(Supplied data)

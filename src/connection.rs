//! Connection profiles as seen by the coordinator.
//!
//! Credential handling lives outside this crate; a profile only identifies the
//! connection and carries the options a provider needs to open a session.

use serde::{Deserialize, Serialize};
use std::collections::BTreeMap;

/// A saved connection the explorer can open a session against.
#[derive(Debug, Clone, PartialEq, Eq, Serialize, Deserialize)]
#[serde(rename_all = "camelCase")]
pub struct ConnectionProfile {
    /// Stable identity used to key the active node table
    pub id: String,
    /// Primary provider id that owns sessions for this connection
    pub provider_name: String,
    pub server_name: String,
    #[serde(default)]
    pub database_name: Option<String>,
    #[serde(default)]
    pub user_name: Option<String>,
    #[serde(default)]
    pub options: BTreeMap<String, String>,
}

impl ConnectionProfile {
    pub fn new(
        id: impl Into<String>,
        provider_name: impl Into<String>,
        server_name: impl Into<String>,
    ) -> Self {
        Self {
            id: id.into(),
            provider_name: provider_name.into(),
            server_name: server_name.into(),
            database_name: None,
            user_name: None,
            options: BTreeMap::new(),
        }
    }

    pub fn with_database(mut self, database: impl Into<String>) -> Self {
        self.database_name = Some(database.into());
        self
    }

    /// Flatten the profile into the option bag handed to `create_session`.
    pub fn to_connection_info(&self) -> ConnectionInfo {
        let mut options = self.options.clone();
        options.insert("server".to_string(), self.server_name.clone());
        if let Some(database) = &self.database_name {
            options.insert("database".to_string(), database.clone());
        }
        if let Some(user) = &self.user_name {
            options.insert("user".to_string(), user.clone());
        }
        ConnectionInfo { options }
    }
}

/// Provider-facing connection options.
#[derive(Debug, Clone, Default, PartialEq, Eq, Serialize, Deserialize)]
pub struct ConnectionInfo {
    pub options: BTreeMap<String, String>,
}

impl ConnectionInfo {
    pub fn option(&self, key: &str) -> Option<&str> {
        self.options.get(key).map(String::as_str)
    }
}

(End Supplied data)

Select every line of the records holding the string "Some".

## Response to the exercise:
        self.database_name = Some(database.into());
        if let Some(database) = &self.database_name {
        if let Some(user) = &self.user_name {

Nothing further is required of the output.